I wonder if these friends feel the same way about me. Do they feel self-conscious and out of practice reaching out to me and other friends? Do they have the same trepidations about reigniting forgotten friendships?
Friendships are like plants. They need to be watered and they need sunlight. When they are deprived of either life force, they die. Some friendships are like orchids — sensitive, needing the perfect administration of water and the exact amount of indirect light. They need constant attention and communication. Other friendships are more like succulents. Almost anyone can grow a succulent. They seem to survive in any exposure, with erratic watering, or even neglect.

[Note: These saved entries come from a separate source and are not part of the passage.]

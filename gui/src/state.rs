use color_eyre::Result;
use iced::{Element, Task};
use std::fmt;

mod error_modal;
mod portrait;
pub use error_modal::ErrorModal;
pub use portrait::Portrait;

use crate::{
    context::Context,
    message::{Message, UiMessage},
};

pub trait State: fmt::Debug {
    fn update(&mut self, event: UiMessage, ctx: &mut Context) -> Result<StateCommand>;
    fn view<'a>(&'a self, ctx: &'a Context) -> Element<'a, UiMessage>;
    fn clone(&self) -> Box<dyn State>;
}

/// What the gui does after a state handled a message
#[derive(Debug, Default)]
pub struct StateCommand {
    pub task: Option<Task<Message>>,
    pub transition: Option<Box<dyn State>>,
}

pub mod cmd {
    use super::*;

    pub fn none() -> Result<StateCommand> {
        Ok(StateCommand::default())
    }

    pub fn task(t: Task<Message>) -> Result<StateCommand> {
        Ok(StateCommand {
            task: Some(t),
            transition: None,
        })
    }
}
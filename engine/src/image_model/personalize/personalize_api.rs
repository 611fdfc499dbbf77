use reqwest::{
    Client, StatusCode,
    multipart::{Form, Part},
};
use serde_json::Value;

use crate::{GenerationError, GenerationResult, SelectedImage, error::PAYMENT_REQUIRED};

pub const PERSONALIZE_PATH: &str = "/api/personalize";
pub const IMAGE_FIELD: &str = "image";

pub fn endpoint(base_url: &str) -> String {
    format!("{}{PERSONALIZE_PATH}", base_url.trim_end_matches('/'))
}

/// Posts the image as multipart form data and interprets the answer
pub async fn query(
    image: SelectedImage,
    base_url: &str,
    client: &Client,
) -> Result<GenerationResult, GenerationError> {
    let SelectedImage {
        data,
        file_name,
        content_type,
    } = image;

    let part = Part::bytes(data.to_vec())
        .file_name(file_name)
        .mime_str(content_type.as_ref())?;
    let form = Form::new().part(IMAGE_FIELD, part);

    let resp = client.post(endpoint(base_url)).multipart(form).send().await?;

    let status = resp.status();
    let body = resp.text().await?;
    interpret(status, &body)
}

/// The status code is only consulted for the payment signal. Everything else is decided by the body.
pub fn interpret(status: StatusCode, body: &str) -> Result<GenerationResult, GenerationError> {
    if status == StatusCode::PAYMENT_REQUIRED {
        return Err(GenerationError::PaymentRequired);
    }

    let value = serde_json::from_str::<Value>(body)
        .map_err(|e| GenerationError::from_detail(decode_failure_detail(body, e)))?;

    if value.get("error").and_then(Value::as_str) == Some(PAYMENT_REQUIRED) {
        return Err(GenerationError::PaymentRequired);
    }

    interpret_value(&value)
}

pub fn interpret_value(value: &Value) -> Result<GenerationResult, GenerationError> {
    let url = match value.get("result") {
        Some(Value::Array(items)) => items.first().and_then(Value::as_str),
        Some(Value::String(s)) => Some(s.as_str()),
        _ => None,
    };

    url.filter(|u| !u.is_empty())
        .map(GenerationResult::new)
        .ok_or(GenerationError::InvalidResponseFormat)
}

// a bare PAYMENT_REQUIRED body isn't json, but must still be recognized
fn decode_failure_detail(body: &str, e: serde_json::Error) -> String {
    if body.trim() == PAYMENT_REQUIRED {
        PAYMENT_REQUIRED.into()
    } else {
        format!("Couldn't decode response: {e}")
    }
}
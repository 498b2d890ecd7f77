// src/lib.rs
pub mod cli;
pub mod core;
pub mod error;
pub mod logging;
pub mod models;

use anyhow::{Context as _, Result};
use std::io::{self, Write};
use tracing::debug;

pub use cli::Args;
pub use crate::core::config::{
    CONFIG_FILE_NAME, Config, DEFAULT_REPORT_PATH, find_config, load_config, load_config_file,
};
pub use crate::core::scanner::record::{LineRecord, classify_line, parse_hit_count, split_lines};
pub use crate::core::scanner::{scan_reader, scan_report, summarize};
pub use error::ScanError;
pub use logging::init_tracing;
pub use models::{CoverageStats, Summary};

/// Summarizes the report selected by `args` and prints the result to stdout.
///
/// # Errors
///
/// This function may return an error if:
/// * The config file cannot be read or parsed
/// * The report holds a malformed `DA:` record
/// * The report cannot be read
/// * Writing to stdout fails
pub fn run(args: Args) -> Result<()> {
    let stdout = io::stdout();
    run_with_output(&args, &mut stdout.lock())?;
    Ok(())
}

/// Same as [`run`], writing to `out` and handing back the [`Summary`] that was printed.
///
/// # Errors
///
/// See [`run`].
pub fn run_with_output<W: Write>(args: &Args, out: &mut W) -> Result<Summary> {
    let path = args.resolve_report_path()?;
    debug!(path = %path.display(), "summarizing coverage report");

    let summary = summarize(&path)
        .with_context(|| format!("Failed to summarize coverage file: {}", path.display()))?;

    writeln!(out, "{summary}")?;
    Ok(summary)
}
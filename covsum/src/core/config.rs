// src/core/config.rs
pub mod loader;

use anyhow::{Context as _, Result};
use serde::Deserialize;
use std::path::{Path, PathBuf};

pub use loader::{CONFIG_FILE_NAME, find_config, load_config, load_config_file};

/// Report location used when neither the command line nor a config file names one.
pub const DEFAULT_REPORT_PATH: &str = "coverage/lcov.info";

/// Settings read from a `.covsum.toml` file.
#[derive(Deserialize, Debug, Default, Clone, PartialEq, Eq)]
#[serde(default, deny_unknown_fields)]
pub struct Config {
    /// LCOV report to summarize.
    pub report: Option<PathBuf>,
}

impl Config {
    /// Parses config file contents.
    ///
    /// # Errors
    ///
    /// Returns an error if the contents are not valid TOML or contain unknown keys.
    #[inline]
    pub fn from_toml(content: &str) -> Result<Self> {
        toml::from_str(content).context("Failed to parse config")
    }

    /// Anchors a relative `report` at `base`, the directory holding the config file.
    #[must_use]
    pub fn relative_to(mut self, base: &Path) -> Self {
        if let Some(report) = self.report.take() {
            self.report = Some(if report.is_relative() {
                base.join(report)
            } else {
                report
            });
        }
        self
    }

    /// Picks the report path: `explicit` wins, then the configured `report`,
    /// then [`DEFAULT_REPORT_PATH`].
    #[must_use]
    pub fn report_path(&self, explicit: Option<&Path>) -> PathBuf {
        explicit
            .map(Path::to_path_buf)
            .or_else(|| self.report.clone())
            .unwrap_or_else(|| PathBuf::from(DEFAULT_REPORT_PATH))
    }
}
// src/error.rs
use std::num::ParseIntError;
use std::path::PathBuf;

use thiserror::Error;

/// Failures that abort a report scan.
#[derive(Debug, Error)]
pub enum ScanError {
    #[error("Malformed record on line {line}: hit count '{field}' is not an integer")]
    MalformedRecord {
        line: usize,
        field: String,
        #[source]
        source: ParseIntError,
    },

    #[error("Failed to read coverage file '{}'", path.display())]
    Io {
        path: PathBuf,
        #[source]
        source: std::io::Error,
    },
}

impl ScanError {
    pub(crate) fn io(path: impl Into<PathBuf>, source: std::io::Error) -> Self {
        Self::Io {
            path: path.into(),
            source,
        }
    }
}

pub type Result<T> = std::result::Result<T, ScanError>;
use anyhow::Result;
use std::fs::{self, File};
use std::io::Write as _;
use std::path::PathBuf;
use tempfile::TempDir;

pub fn create_test_file(dir: &TempDir, name: &str, content: &str) -> Result<PathBuf> {
    let file_path = dir.path().join(name);
    if let Some(parent) = file_path.parent() {
        fs::create_dir_all(parent)?;
    }
    let mut file = File::create(&file_path)?;
    file.write_all(content.as_bytes())?;
    Ok(file_path)
}

pub fn setup_test_directory() -> Result<TempDir> {
    let dir = TempDir::new()?;

    create_test_file(
        &dir,
        "coverage/lcov.info",
        "TN:\nSF:src/lib.rs\nFN:3,main\nDA:3,1\nDA:4,0\nDA:5,2\nDA:7\nLF:3\nLH:2\nend_of_record\n",
    )?;
    create_test_file(&dir, "empty/lcov.info", "SF:foo.c\nend_of_record\n")?;
    create_test_file(&dir, "broken/lcov.info", "SF:foo.c\nDA:1,1\nDA:2,many\nDA:3,1\n")?;

    Ok(dir)
}
// src/core.rs
pub mod config;
pub mod scanner;
// src/main.rs
use anyhow::Result;
use clap::Parser;

use covsum::{Args, init_tracing, run};

fn main() -> Result<()> {
    let args = Args::parse();
    init_tracing(args.verbose);
    run(args)
}
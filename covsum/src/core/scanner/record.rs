// src/core/scanner/record.rs
use std::borrow::Cow;
use std::num::{IntErrorKind, ParseIntError};

/// LCOV line-data record marker.
pub const LINE_DATA_PREFIX: &str = "DA:";

/// How a single report line contributes to the tally.
#[derive(Debug, Clone, Copy, PartialEq, Eq)]
pub enum LineRecord<'a> {
    /// Any record type other than `DA:`.
    Other,
    /// A `DA:` record with fewer than two comma-separated fields.
    Incomplete,
    /// The raw hit-count field of a `DA:` record.
    Hits(&'a str),
}

/// Classifies a raw report line.
///
/// The prefix is matched against the untrimmed line, so indented records are
/// not line data. Fields are split after trimming the line, and the hit-count
/// field itself is trimmed before it is handed back.
#[inline]
#[must_use]
pub fn classify_line(line: &str) -> LineRecord<'_> {
    if !line.starts_with(LINE_DATA_PREFIX) {
        return LineRecord::Other;
    }

    line.trim()
        .split(',')
        .nth(1)
        .map_or(LineRecord::Incomplete, |field| LineRecord::Hits(field.trim()))
}

/// Splits one `\n`-terminated chunk of a report into lines.
///
/// `\n`, `\r\n` and a lone `\r` all end a line. The chunk's own terminator
/// does not produce an extra empty line.
#[inline]
pub fn split_lines(chunk: &str) -> impl Iterator<Item = &str> {
    let body = chunk
        .strip_suffix("\r\n")
        .or_else(|| chunk.strip_suffix('\n'))
        .or_else(|| chunk.strip_suffix('\r'))
        .unwrap_or(chunk);
    body.split('\r')
}

/// Parses a hit-count field as a base-10 integer.
///
/// Single underscores between digits are accepted as separators (`1_000`).
/// Counts beyond the `i128` range saturate, since only the sign matters.
///
/// # Errors
///
/// Returns the underlying parse error when the field is empty or not an integer.
#[inline]
pub fn parse_hit_count(field: &str) -> Result<i128, ParseIntError> {
    match strip_digit_separators(field).parse::<i128>() {
        Ok(hits) => Ok(hits),
        Err(e) => match e.kind() {
            IntErrorKind::PosOverflow => Ok(i128::MAX),
            IntErrorKind::NegOverflow => Ok(i128::MIN),
            _ => Err(e),
        },
    }
}

/// Drops `_` separators when every one of them sits between two digits.
/// Anything else is left untouched so the parse rejects it.
fn strip_digit_separators(field: &str) -> Cow<'_, str> {
    if !field.contains('_') {
        return Cow::Borrowed(field);
    }

    let bytes = field.as_bytes();
    let well_placed = bytes.iter().enumerate().all(|(i, &b)| {
        b != b'_'
            || (i.checked_sub(1)
                .and_then(|prev| bytes.get(prev))
                .is_some_and(u8::is_ascii_digit)
                && bytes.get(i + 1).is_some_and(u8::is_ascii_digit))
    });

    if well_placed {
        Cow::Owned(field.replace('_', ""))
    } else {
        Cow::Borrowed(field)
    }
}
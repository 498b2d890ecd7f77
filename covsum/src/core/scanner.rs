// src/core/scanner.rs
pub mod record;
#[cfg(test)]
pub mod test_utils;

use std::fs::File;
use std::io::{self, BufRead, BufReader};
use std::path::Path;

use tracing::{debug, trace};

use crate::error::{Result, ScanError};
use crate::models::{CoverageStats, Summary};
use self::record::{LineRecord, classify_line, parse_hit_count, split_lines};

/// Summarizes the LCOV report at `path`.
///
/// A missing path is not an error: it yields [`Summary::FileNotFound`]. A
/// report without any `DA:` records yields [`Summary::EmptyDataset`].
///
/// # Errors
///
/// This function may return an error if:
/// * A `DA:` record carries a hit count that is not an integer
/// * The file exists but cannot be opened or read as UTF-8 text
#[inline]
pub fn summarize(path: &Path) -> Result<Summary> {
    if !path.exists() {
        debug!(path = %path.display(), "coverage file missing");
        return Ok(Summary::FileNotFound);
    }

    let stats = scan_report(path)?;
    Ok(Summary::from_stats(stats))
}

/// Tallies the `DA:` records of the report at `path` in a single pass.
///
/// The file handle lives only for the duration of the scan.
///
/// # Errors
///
/// This function may return an error if:
/// * The file cannot be opened
/// * A read fails part way through the file
/// * A `DA:` record carries a hit count that is not an integer
#[inline]
pub fn scan_report(path: &Path) -> Result<CoverageStats> {
    let file = File::open(path).map_err(|e| ScanError::io(path, e))?;
    let stats = scan_reader(BufReader::new(file), path)?;

    debug!(
        path = %path.display(),
        total = stats.total_lines,
        covered = stats.covered_lines,
        "scanned coverage file"
    );
    Ok(stats)
}

/// Tallies `DA:` records from any buffered reader. `source` only labels errors.
///
/// Lines end at `\n`, `\r\n` or a lone `\r`.
///
/// # Errors
///
/// Same as [`scan_report`], minus the open.
pub fn scan_reader<R: BufRead>(mut reader: R, source: &Path) -> Result<CoverageStats> {
    let mut stats = CoverageStats::new();
    let mut chunk = Vec::new();
    let mut line_number: usize = 0;

    loop {
        chunk.clear();
        let read = reader
            .read_until(b'\n', &mut chunk)
            .map_err(|e| ScanError::io(source, e))?;
        if read == 0 {
            break;
        }
        let text = std::str::from_utf8(&chunk)
            .map_err(|e| ScanError::io(source, io::Error::new(io::ErrorKind::InvalidData, e)))?;

        for line in split_lines(text) {
            line_number = line_number.saturating_add(1);

            match classify_line(line) {
                LineRecord::Other => {}
                LineRecord::Incomplete => {
                    trace!(line = line_number, "skipping DA record without hit count");
                }
                LineRecord::Hits(field) => {
                    let hits = parse_hit_count(field).map_err(|e| ScanError::MalformedRecord {
                        line: line_number,
                        field: field.to_owned(),
                        source: e,
                    })?;
                    stats.record(hits);
                }
            }
        }
    }

    Ok(stats)
}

Last week at the exact moment I was thinking about one of my old friends who I haven’t seen in months, she texted me. “Thinking about you and wanted to say hi,” she wrote. Because there was magic in the synergy of our thoughts colliding at that exact moment, I wrote her back right away.
“I just quit my job. Do you want to go on a walk during your lunch break?” I bravely texted back, breaking through all of my built-up barriers like the Incredible Hulk crashing through a brick wall.
We made a plan for that Friday. It was pouring at my house when I got in the car to go downtown but I knew my friend would be prepared with a raincoat so I ran inside to get my rain jacket and threw it in the car. Miraculously the sun came out as soon as we started to walk and we didn’t need coats.
We marched through downtown, up and down hills in the sunshine, non-stop talking for the entire hour. There was no rain, but as we walked and caught up with each other, we were watering each other’s leaves, feeding each other’s roots. It felt nourishing and restorative. I had one less friend in the sad basement room of struggling plants.
I got in my car to go home and within five minutes it started hailing. The weather alone was telling me that this friendship date was surely meant to be. I was affirmed of my courageous social efforts and made a commitment to reconnect with more friends.